Dataset entries
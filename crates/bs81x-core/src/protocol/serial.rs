//! Bit-banged serial transport
//!
//! The chip shifts its key states out on the data line while the host
//! drives the clock line. One frame is 8 bits, least significant first:
//!
//! ```text
//! clock  ‾‾‾|___|‾‾‾|___|‾‾‾ ... (8 periods)
//! data        b0      b1
//!            ^ sampled 20 µs after the falling edge
//! ```
//!
//! Each half period is held for [`HALF_BIT_HOLD_US`].

use crate::device::{KeyTransport, TransportKind};
use crate::error::{Error, Result};
use crate::platform::{Delay, DigitalIo, Pin, PinMode};

/// Hold time after each clock edge, in microseconds
pub const HALF_BIT_HOLD_US: u32 = 20;

/// Bits in one key-state frame
pub const FRAME_BITS: u8 = 8;

/// Low-level operations needed to clock a frame in
///
/// Split out from [`SerialIo`] so the frame logic can run against any line
/// implementation.
pub trait BitbangSerial {
    /// Drive the clock line
    fn set_clock(&mut self, high: bool) -> Result<()>;

    /// Sample the data line
    fn get_data(&mut self) -> Result<bool>;

    /// Hold for half a bit period
    fn half_bit_delay(&mut self);
}

/// Read one frame, LSB first
pub fn read_byte<M: BitbangSerial + ?Sized>(master: &mut M) -> Result<u8> {
    let mut byte = 0u8;
    for bit in 0..FRAME_BITS {
        master.set_clock(false)?;
        master.half_bit_delay();
        if master.get_data()? {
            byte |= 1 << bit;
        }
        master.set_clock(true)?;
        master.half_bit_delay();
    }
    Ok(byte)
}

/// Serial transport handler
pub struct SerialIo<IO, D> {
    io: IO,
    delay: D,
    data: Pin,
    clock: Pin,
}

impl<IO: DigitalIo, D: Delay> SerialIo<IO, D> {
    /// Create a handler for the given data (input) and clock (output) lines
    pub fn new(io: IO, delay: D, data: Pin, clock: Pin) -> Self {
        Self {
            io,
            delay,
            data,
            clock,
        }
    }

    /// Data line
    pub fn data_pin(&self) -> Pin {
        self.data
    }

    /// Clock line
    pub fn clock_pin(&self) -> Pin {
        self.clock
    }

    /// Borrow the GPIO implementation
    pub fn io(&self) -> &IO {
        &self.io
    }

    /// Borrow the delay implementation
    pub fn delay(&self) -> &D {
        &self.delay
    }
}

impl<IO: DigitalIo, D: Delay> BitbangSerial for SerialIo<IO, D> {
    fn set_clock(&mut self, high: bool) -> Result<()> {
        self.io.write(self.clock, high)
    }

    fn get_data(&mut self) -> Result<bool> {
        self.io.read(self.data)
    }

    fn half_bit_delay(&mut self) {
        self.delay.delay_us(HALF_BIT_HOLD_US);
    }
}

impl<IO: DigitalIo, D: Delay> KeyTransport for SerialIo<IO, D> {
    fn kind(&self) -> TransportKind {
        TransportKind::Serial
    }

    fn begin(&mut self) -> Result<()> {
        log::debug!(
            "bs81x: serial transport data={} clock={}",
            self.data,
            self.clock
        );
        self.io.configure(self.data, PinMode::Input)?;
        self.io.configure(self.clock, PinMode::Output)
    }

    fn is_touched(&mut self, _key: u8) -> Result<bool> {
        Err(Error::UnsupportedOperation {
            operation: "is_touched",
            transport: TransportKind::Serial,
        })
    }

    fn key_states(&mut self) -> Result<u16> {
        let frame = read_byte(self)?;
        log::trace!("bs81x: serial frame {:#04x}", frame);
        Ok(frame as u16)
    }
}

● What you have to do
Among the lines above, count those that include the word "implementation". Give only the result.

● Answer to the exercise
3